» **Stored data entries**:
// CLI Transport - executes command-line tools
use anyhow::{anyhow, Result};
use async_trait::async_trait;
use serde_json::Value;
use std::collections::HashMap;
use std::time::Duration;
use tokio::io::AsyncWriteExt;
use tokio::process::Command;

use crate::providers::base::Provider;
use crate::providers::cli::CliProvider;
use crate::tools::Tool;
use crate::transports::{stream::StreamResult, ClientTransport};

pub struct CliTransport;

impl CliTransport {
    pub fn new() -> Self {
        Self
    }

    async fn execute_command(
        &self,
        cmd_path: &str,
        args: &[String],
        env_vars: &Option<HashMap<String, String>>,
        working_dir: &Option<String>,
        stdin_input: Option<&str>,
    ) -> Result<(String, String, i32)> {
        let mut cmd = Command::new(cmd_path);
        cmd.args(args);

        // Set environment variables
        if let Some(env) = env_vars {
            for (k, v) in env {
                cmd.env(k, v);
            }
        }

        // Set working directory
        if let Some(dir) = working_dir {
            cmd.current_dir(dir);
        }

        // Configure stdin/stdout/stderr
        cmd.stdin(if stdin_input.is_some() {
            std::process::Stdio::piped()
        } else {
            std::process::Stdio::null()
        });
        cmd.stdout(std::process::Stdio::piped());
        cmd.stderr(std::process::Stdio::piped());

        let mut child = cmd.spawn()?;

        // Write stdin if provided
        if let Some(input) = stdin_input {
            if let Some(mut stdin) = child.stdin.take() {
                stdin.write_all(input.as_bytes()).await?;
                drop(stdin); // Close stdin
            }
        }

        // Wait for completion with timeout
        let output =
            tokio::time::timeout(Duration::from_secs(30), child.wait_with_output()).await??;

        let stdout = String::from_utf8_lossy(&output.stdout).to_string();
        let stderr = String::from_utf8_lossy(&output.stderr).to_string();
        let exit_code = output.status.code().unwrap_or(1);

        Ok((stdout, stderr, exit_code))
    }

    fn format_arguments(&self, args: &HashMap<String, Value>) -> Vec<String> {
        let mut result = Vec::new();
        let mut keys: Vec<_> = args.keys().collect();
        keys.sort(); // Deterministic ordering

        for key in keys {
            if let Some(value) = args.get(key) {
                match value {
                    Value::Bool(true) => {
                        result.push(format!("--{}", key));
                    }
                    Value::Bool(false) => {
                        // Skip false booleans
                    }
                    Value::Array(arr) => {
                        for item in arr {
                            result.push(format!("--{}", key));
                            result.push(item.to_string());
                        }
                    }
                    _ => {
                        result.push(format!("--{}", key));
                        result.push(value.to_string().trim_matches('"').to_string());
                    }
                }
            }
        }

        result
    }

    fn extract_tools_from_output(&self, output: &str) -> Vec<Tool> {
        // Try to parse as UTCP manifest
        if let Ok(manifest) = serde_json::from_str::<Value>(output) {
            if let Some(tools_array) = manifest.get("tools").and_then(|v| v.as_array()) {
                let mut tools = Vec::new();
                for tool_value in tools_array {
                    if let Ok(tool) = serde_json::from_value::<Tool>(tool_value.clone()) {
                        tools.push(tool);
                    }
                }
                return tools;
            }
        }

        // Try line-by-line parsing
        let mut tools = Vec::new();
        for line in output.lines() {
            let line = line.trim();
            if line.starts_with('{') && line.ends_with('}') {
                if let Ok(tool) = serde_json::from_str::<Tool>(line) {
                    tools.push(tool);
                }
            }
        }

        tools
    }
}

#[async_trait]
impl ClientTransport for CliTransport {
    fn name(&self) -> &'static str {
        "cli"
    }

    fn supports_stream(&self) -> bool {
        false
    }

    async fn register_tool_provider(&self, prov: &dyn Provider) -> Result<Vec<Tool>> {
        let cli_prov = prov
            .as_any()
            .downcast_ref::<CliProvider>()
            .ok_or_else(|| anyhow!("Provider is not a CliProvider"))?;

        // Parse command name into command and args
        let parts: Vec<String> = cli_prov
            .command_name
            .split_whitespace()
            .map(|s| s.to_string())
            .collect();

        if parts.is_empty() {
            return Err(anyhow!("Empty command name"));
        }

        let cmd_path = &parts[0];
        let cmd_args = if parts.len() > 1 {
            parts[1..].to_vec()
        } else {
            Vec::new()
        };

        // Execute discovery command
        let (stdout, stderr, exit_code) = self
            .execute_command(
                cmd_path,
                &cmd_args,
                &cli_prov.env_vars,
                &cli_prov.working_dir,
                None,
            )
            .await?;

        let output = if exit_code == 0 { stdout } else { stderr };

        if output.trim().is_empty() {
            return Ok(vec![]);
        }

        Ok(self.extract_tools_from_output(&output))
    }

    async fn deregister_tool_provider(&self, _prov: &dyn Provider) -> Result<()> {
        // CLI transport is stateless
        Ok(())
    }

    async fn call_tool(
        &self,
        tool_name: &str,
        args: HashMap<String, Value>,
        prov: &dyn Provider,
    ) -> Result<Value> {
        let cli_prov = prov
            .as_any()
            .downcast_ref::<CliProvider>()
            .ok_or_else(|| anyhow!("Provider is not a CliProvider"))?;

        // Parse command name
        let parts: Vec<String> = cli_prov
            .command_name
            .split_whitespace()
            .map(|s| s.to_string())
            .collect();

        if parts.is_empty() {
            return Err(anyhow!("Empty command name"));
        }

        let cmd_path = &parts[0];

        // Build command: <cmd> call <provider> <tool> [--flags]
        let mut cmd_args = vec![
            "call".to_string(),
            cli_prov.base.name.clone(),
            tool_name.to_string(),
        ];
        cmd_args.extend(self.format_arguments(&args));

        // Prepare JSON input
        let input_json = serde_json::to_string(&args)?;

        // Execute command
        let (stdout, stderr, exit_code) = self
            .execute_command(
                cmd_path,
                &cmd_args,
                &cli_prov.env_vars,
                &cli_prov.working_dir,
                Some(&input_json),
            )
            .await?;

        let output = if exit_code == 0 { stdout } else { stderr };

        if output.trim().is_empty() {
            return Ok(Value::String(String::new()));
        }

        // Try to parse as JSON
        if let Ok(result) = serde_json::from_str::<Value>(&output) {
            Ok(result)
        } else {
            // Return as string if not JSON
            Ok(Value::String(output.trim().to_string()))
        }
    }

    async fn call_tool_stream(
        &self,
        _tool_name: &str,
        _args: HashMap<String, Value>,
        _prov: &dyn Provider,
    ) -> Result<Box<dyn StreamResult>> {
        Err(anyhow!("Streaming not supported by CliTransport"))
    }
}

--

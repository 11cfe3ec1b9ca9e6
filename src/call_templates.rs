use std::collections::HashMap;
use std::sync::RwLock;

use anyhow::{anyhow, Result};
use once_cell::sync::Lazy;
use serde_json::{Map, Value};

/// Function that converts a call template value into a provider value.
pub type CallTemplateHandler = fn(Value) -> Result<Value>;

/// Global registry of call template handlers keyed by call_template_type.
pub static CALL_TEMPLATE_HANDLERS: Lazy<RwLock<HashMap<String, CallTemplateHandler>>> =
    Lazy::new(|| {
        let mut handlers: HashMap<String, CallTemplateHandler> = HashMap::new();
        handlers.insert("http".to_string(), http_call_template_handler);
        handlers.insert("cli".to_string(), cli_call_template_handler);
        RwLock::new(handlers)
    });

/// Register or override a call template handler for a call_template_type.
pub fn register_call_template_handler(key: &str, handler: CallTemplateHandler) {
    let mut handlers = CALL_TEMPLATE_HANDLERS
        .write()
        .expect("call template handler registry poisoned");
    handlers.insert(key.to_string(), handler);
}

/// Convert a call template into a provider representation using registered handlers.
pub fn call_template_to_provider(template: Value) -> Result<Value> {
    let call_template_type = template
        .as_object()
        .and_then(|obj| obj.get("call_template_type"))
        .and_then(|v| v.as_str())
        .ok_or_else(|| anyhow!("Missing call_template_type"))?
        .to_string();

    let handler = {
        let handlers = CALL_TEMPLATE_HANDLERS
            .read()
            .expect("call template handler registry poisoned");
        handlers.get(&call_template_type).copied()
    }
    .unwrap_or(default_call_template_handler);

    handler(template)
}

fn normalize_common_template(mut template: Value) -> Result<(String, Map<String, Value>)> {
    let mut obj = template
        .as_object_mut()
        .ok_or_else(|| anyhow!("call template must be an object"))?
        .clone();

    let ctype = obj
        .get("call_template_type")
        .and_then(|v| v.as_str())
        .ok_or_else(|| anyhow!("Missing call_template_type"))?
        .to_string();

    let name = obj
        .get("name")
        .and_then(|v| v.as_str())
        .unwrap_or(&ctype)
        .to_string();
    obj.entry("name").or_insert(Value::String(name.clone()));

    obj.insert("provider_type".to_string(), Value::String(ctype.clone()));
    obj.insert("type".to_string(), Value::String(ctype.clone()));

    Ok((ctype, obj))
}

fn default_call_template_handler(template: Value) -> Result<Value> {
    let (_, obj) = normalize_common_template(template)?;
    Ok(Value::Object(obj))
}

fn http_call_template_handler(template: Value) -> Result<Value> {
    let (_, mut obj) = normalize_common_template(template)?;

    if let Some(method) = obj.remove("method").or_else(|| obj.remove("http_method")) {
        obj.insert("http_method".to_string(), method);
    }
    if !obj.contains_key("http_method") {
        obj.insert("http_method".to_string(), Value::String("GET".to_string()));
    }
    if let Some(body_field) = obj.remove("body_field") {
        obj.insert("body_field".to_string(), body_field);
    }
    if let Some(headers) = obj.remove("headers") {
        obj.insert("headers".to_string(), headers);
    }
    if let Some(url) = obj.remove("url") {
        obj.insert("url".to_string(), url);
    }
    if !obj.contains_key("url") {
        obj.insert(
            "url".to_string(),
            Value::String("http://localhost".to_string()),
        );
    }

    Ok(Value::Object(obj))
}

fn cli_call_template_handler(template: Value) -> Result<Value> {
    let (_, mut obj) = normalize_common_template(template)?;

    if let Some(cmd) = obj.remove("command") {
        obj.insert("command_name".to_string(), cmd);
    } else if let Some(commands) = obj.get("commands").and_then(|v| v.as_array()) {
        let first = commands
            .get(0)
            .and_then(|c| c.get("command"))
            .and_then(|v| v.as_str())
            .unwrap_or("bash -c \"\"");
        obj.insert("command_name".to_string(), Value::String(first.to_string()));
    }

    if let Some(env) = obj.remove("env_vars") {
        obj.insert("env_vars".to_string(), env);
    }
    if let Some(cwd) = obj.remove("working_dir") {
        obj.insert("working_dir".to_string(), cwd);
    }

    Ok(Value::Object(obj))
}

» **Requirement**:
One number makes up the answer: the number of lines among the entries that include the word "piped".

» **Task result**:
3